人生で二度目くらい、下北沢で下車した。12年来の友人に、バーに行こうと言われたから。

道行く人の服が違う。文化圏の存在を感じずにはいられない。

小田急と京王井の頭線が通っている。京王は京王線も京王新線もあって、もうわけがわからない。

電車のなか、なんとなく読み始めたマンガが、あんまりにわたしの気持ちを代弁してくれるから、ビックリして目が離せなくて、経堂まで行ってしまう。確か一年半前に、そこのツタヤに子供の好きなキャラクターが来るからって行った覚えのある駅で、マンガを開きながらホームを降りて戻るためにまた電車に乗った。


マンガはこれ。


モテる36歳、不倫上がりの29歳(歳下だ!!!)、バツイチ子持ちの30くらいの女性3人が一緒に暮らしている。

そして嘆く。

「どうして男と女は分かり合えないんだろう!!!」

そうなの、どうして分かり合えないんだろう。他人だから違う世界、規範意識、価値判断を持っているのは同じ。だけど、同じ日本語を使っているのだから、慎重に、相手の言っている意味を検査しながら受け取れば、わたしたちは身体の形にかかわらず、理解し合えるはずではないのか??

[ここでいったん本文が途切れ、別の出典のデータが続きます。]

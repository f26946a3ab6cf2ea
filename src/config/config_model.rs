use crate::config::stage::Stage;

#[derive(Debug, Clone)]
pub struct DotEnvyConfig {
    pub server: Server,
    pub record_store: RecordStore,
    pub stage: Stage,
}

#[derive(Debug, Clone)]
pub struct Server {
    pub port: u16,
    /// Request body limit in MiB.
    pub body_limit: u64,
    /// Request timeout in seconds.
    pub timeout: u64,
    /// Seconds before an untouched payment form is evicted.
    pub form_idle_timeout: u64,
}

#[derive(Debug, Clone)]
pub enum RecordStore {
    Postgres(Database),
    Supabase(Supabase),
}

#[derive(Debug, Clone)]
pub struct Database {
    pub url: String,
}

#[derive(Debug, Clone)]
pub struct Supabase {
    pub project_url: String,
    pub anon_key: String,
    pub payment_table: String,
}
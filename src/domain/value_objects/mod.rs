pub mod enums;
pub mod notifications;
pub mod offers;
pub mod payment_forms;
pub mod payment_inputs;
pub mod payment_validation;
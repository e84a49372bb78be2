// src/config/service.rs
use anyhow::Context;
use serde::{Deserialize, Serialize};
use std::{fs, path::Path, path::PathBuf};
use tracing::info;

pub const DEFAULT_CONFIG_PATH: &str = "config/analyzer.toml";
pub const ENV_CONFIG_PATH: &str = "ANALYZER_CONFIG_PATH";
pub const ENV_MAX_TEXT_BYTES: &str = "ANALYZER_MAX_TEXT_BYTES";
pub const ENV_MAX_BATCH_ITEMS: &str = "ANALYZER_MAX_BATCH_ITEMS";
pub const ENV_DEBUG_ROUTES: &str = "DEBUG_ROUTES";

fn default_max_text_bytes() -> usize {
    64 * 1024
}
fn default_max_batch_items() -> usize {
    64
}
fn default_true() -> bool {
    true
}

#[derive(Debug, Clone, PartialEq, Default, Serialize, Deserialize)]
pub struct ServiceConfig {
    #[serde(default)]
    pub server: ServerSection,
    #[serde(default)]
    pub debug: DebugSection,
    #[serde(default)]
    pub metrics: MetricsSection,
}

#[derive(Debug, Clone, PartialEq, Serialize, Deserialize)]
pub struct ServerSection {
    /// Longest accepted news text, in bytes.
    #[serde(default = "default_max_text_bytes")]
    pub max_text_bytes: usize,
    /// Most items accepted by one `/batch` call.
    #[serde(default = "default_max_batch_items")]
    pub max_batch_items: usize,
}

impl Default for ServerSection {
    fn default() -> Self {
        Self {
            max_text_bytes: default_max_text_bytes(),
            max_batch_items: default_max_batch_items(),
        }
    }
}

#[derive(Debug, Clone, PartialEq, Default, Serialize, Deserialize)]
pub struct DebugSection {
    #[serde(default)]
    pub routes: bool,
}

#[derive(Debug, Clone, PartialEq, Serialize, Deserialize)]
pub struct MetricsSection {
    #[serde(default = "default_true")]
    pub enabled: bool,
}

impl Default for MetricsSection {
    fn default() -> Self {
        Self { enabled: true }
    }
}

impl ServiceConfig {
    /// Parse from a TOML string and sanitize.
    pub fn from_toml_str(s: &str) -> anyhow::Result<Self> {
        let mut cfg: ServiceConfig = toml::from_str(s)?;
        cfg.sanitize();
        Ok(cfg)
    }

    pub fn load_from_file<P: AsRef<Path>>(path: P) -> anyhow::Result<Self> {
        let path = path.as_ref();
        let data = fs::read_to_string(path)
            .with_context(|| format!("reading service config from {}", path.display()))?;
        Self::from_toml_str(&data)
            .with_context(|| format!("parsing service config at {}", path.display()))
    }

    /// Resolve config:
    /// 1) $ANALYZER_CONFIG_PATH or config/analyzer.toml (missing file → defaults)
    /// 2) env overrides for limits and debug routes
    pub fn from_env() -> anyhow::Result<Self> {
        let path = std::env::var(ENV_CONFIG_PATH)
            .map(PathBuf::from)
            .unwrap_or_else(|_| PathBuf::from(DEFAULT_CONFIG_PATH));

        let mut cfg = if path.exists() {
            Self::load_from_file(&path)?
        } else {
            info!(path = %path.display(), "service config not found, using defaults");
            Self::default()
        };
        cfg.apply_env_overrides();
        Ok(cfg)
    }

    fn apply_env_overrides(&mut self) {
        if let Some(v) = parse_usize_env(ENV_MAX_TEXT_BYTES) {
            self.server.max_text_bytes = v;
        }
        if let Some(v) = parse_usize_env(ENV_MAX_BATCH_ITEMS) {
            self.server.max_batch_items = v;
        }
        if let Ok(v) = std::env::var(ENV_DEBUG_ROUTES) {
            self.debug.routes = v.trim() == "1";
        }
        self.sanitize();
    }

    /// Zero limits would reject everything; fall back to defaults.
    fn sanitize(&mut self) {
        if self.server.max_text_bytes == 0 {
            self.server.max_text_bytes = default_max_text_bytes();
        }
        if self.server.max_batch_items == 0 {
            self.server.max_batch_items = default_max_batch_items();
        }
    }
}

fn parse_usize_env(name: &str) -> Option<usize> {
    std::env::var(name).ok().and_then(|s| s.trim().parse().ok())
}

「経済的に完成してから結婚(という制度を利用)したい男性」
「経済的な安定を目的に結婚する女性」
の対比が、特に心に残る。

わたしは、26歳になる歳に入籍した。

23区内の住まい、広い家が夫になくても結婚しただろうが、それらが自分にとってほしかったものであるというのは、紛れも無い事実だ。結婚したい相手に、自分の望むものが備わっていた。

わたしはそろそろ、経済的に自立できるかもしれない。

いま、誰と結婚したい?誰かと結婚したい?経済的に、誰かと融合したい?

融合することでわたしにデメリットが生まれるほど、誰かに経済的な恩恵を与えられる実力は多分無い。だけど、やっと誰かに経済的な施しを受けなくてもいい、そんな未来が掴めそう。

こんなときに、誰かと融合したいって思えるんだろうか。


『地獄のガールフレンド』、子供がいるから子持ちの主人公に感情移入する部分もあるけど、モテる36歳なおちゃんにも自分を重ねられる。自分が一番大事だから、自分のやり方を貫けなさそうな人間関係は整理したい、そんなところで。

そんなわたしは、少数派だから、他人から関心を抱いてもらえるんだろう。

ありえない現実、「もしも子供がいなかったら」に一瞬想いを馳せることになった。その前提だけは、いくらわたしが自由に生きていても変わらない。27歳からの人生の基本設定。


バーのミストレスに言われたのは、わたしの生き方は「行き当たりばったり」だけど「わがままは大事」っていうこと。

明日と明後日と来週は、どうやって生きようかな。